The raising of the alert came three days after the close of the Democratic National Convention, which helped increase Kerry's terrorism-fighting poll ratings and less than two weeks after a report by the Sept. 11 Commission was released.
But some strategists say putting the information out there to at the very least, put Americans on watch, is the right thing to do.
"I think it's essential that if there's any information that appears to be meaningful, we have to take account of it. We have to protect our people," said GOP strategist Ron Kaufman.
"I think the problem here is the affidavit striation has been squandering its credibility over four years. It's done it on jobs, it's done it on the deficit, it's done it on Iraq, and so because it's said things that turned out not to be true in other areas, now when they say things even in the area of terrorism, there's more skepticism than there probably should be."
Juval Aviv, president and CEO of Interfor, Inc., an international corporate intelligence and investigations firm, said that while the raised alert level is good — since it signifies the United States is getting better at analyzing credible intelligence information and acting on it — more needs to be done than just broadcasting the threats on the airwaves.

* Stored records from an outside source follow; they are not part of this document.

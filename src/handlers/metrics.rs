//! Prometheus metrics endpoint
//!
//! Exposes metrics in Prometheus text format for scraping.

use axum::{extract::State, http::StatusCode};

use crate::handlers::AppState;

/// Metrics handler for Prometheus scraping
///
/// # Response
///
/// - `200 OK` with metrics in Prometheus text format
/// - `500 Internal Server Error` if metrics collection fails
///
/// # Example
///
/// ```bash
/// curl http://localhost:3000/metrics
/// # HELP stackrelay_requests_total Total number of gateway requests by endpoint and outcome
/// # TYPE stackrelay_requests_total counter
/// stackrelay_requests_total{endpoint="chat",outcome="success"} 42
/// ```
pub async fn handler(State(state): State<AppState>) -> (StatusCode, String) {
    match state.metrics().gather() {
        Ok(output) => (StatusCode::OK, output),
        Err(e) => {
            tracing::error!(
                error = %e,
                "Failed to gather metrics for Prometheus scraping"
            );
            (
                StatusCode::INTERNAL_SERVER_ERROR,
                format!("Failed to gather metrics: {}", e),
            )
        }
    }
}
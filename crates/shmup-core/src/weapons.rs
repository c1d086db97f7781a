//! Weapon definitions and the registry that maps weapon types to them.
//!
//! The registry is built once per session from the configured list and is
//! never mutated afterwards. A miss is not an error: `lookup` hands back the
//! sentinel definition so weapon-equipping code can degrade gracefully.

use std::collections::HashMap;

use serde::{Deserialize, Serialize};

use crate::constants::WEAPON_DEFAULT_VELOCITY;
use crate::enums::WeaponType;

/// RGB color, components in [0, 1].
#[derive(Debug, Clone, Copy, PartialEq, Serialize, Deserialize)]
pub struct Color(pub [f32; 3]);

impl Color {
    pub const WHITE: Color = Color([1.0, 1.0, 1.0]);
}

impl Default for Color {
    fn default() -> Self {
        Self::WHITE
    }
}

/// Configuration record describing one weapon.
///
/// `WeaponDefinition::default()` is the "not found" sentinel: its
/// `weapon_type` is `WeaponType::None`.
#[derive(Debug, Clone, PartialEq, Serialize, Deserialize)]
#[serde(rename_all = "camelCase", default)]
pub struct WeaponDefinition {
    #[serde(rename = "type")]
    pub weapon_type: WeaponType,
    /// Letter to show on a power-up of this type.
    pub letter: String,
    pub power_up_color: Color,
    pub projectile_color: Color,
    /// Prefab used for projectiles, if any.
    pub projectile_prefab: Option<String>,
    /// Damage dealt by a single shot.
    pub damage_on_hit: f64,
    /// Continuous damage (laser).
    pub damage_per_sec: f64,
    pub delay_between_shots: f64,
    /// Projectile speed.
    pub velocity: f64,
}

impl Default for WeaponDefinition {
    fn default() -> Self {
        Self {
            weapon_type: WeaponType::None,
            letter: String::new(),
            power_up_color: Color::WHITE,
            projectile_color: Color::WHITE,
            projectile_prefab: None,
            damage_on_hit: 0.0,
            damage_per_sec: 0.0,
            delay_between_shots: 0.0,
            velocity: WEAPON_DEFAULT_VELOCITY,
        }
    }
}

impl WeaponDefinition {
    /// Whether this is the sentinel returned on a registry miss.
    pub fn is_none(&self) -> bool {
        self.weapon_type == WeaponType::None
    }
}

/// Immutable mapping from weapon type to definition.
#[derive(Debug, Clone, Default)]
pub struct WeaponRegistry {
    definitions: HashMap<WeaponType, WeaponDefinition>,
}

impl WeaponRegistry {
    /// Build the registry from an ordered list. Later entries with a
    /// duplicate type replace earlier ones.
    pub fn build<'a>(definitions: impl IntoIterator<Item = &'a WeaponDefinition>) -> Self {
        let mut map = HashMap::new();
        for def in definitions {
            map.insert(def.weapon_type, def.clone());
        }
        Self { definitions: map }
    }

    /// The definition for `weapon_type`, or the sentinel if none is registered.
    pub fn lookup(&self, weapon_type: WeaponType) -> WeaponDefinition {
        self.get(weapon_type).cloned().unwrap_or_default()
    }

    /// The stored definition, if any.
    pub fn get(&self, weapon_type: WeaponType) -> Option<&WeaponDefinition> {
        self.definitions.get(&weapon_type)
    }

    pub fn contains(&self, weapon_type: WeaponType) -> bool {
        self.definitions.contains_key(&weapon_type)
    }

    pub fn len(&self) -> usize {
        self.definitions.len()
    }

    pub fn is_empty(&self) -> bool {
        self.definitions.is_empty()
    }
}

"We are in a great race right now preventing the next attack and we need to do what we need to do," Aviv said. "We scared the public a little bit about it, but there's not much we've done to educate the public on what we expect them to do."
The public's help is needed to bolster law enforcement's effort in tracking down leads on potential terrorists, Aviv added.
"The colored alert is great, but it doesn't tell you what to do — it doesn't teach the public what to do, what to look for," he said. "Your [phone] call, your piece of the puzzle, could make the picture clear."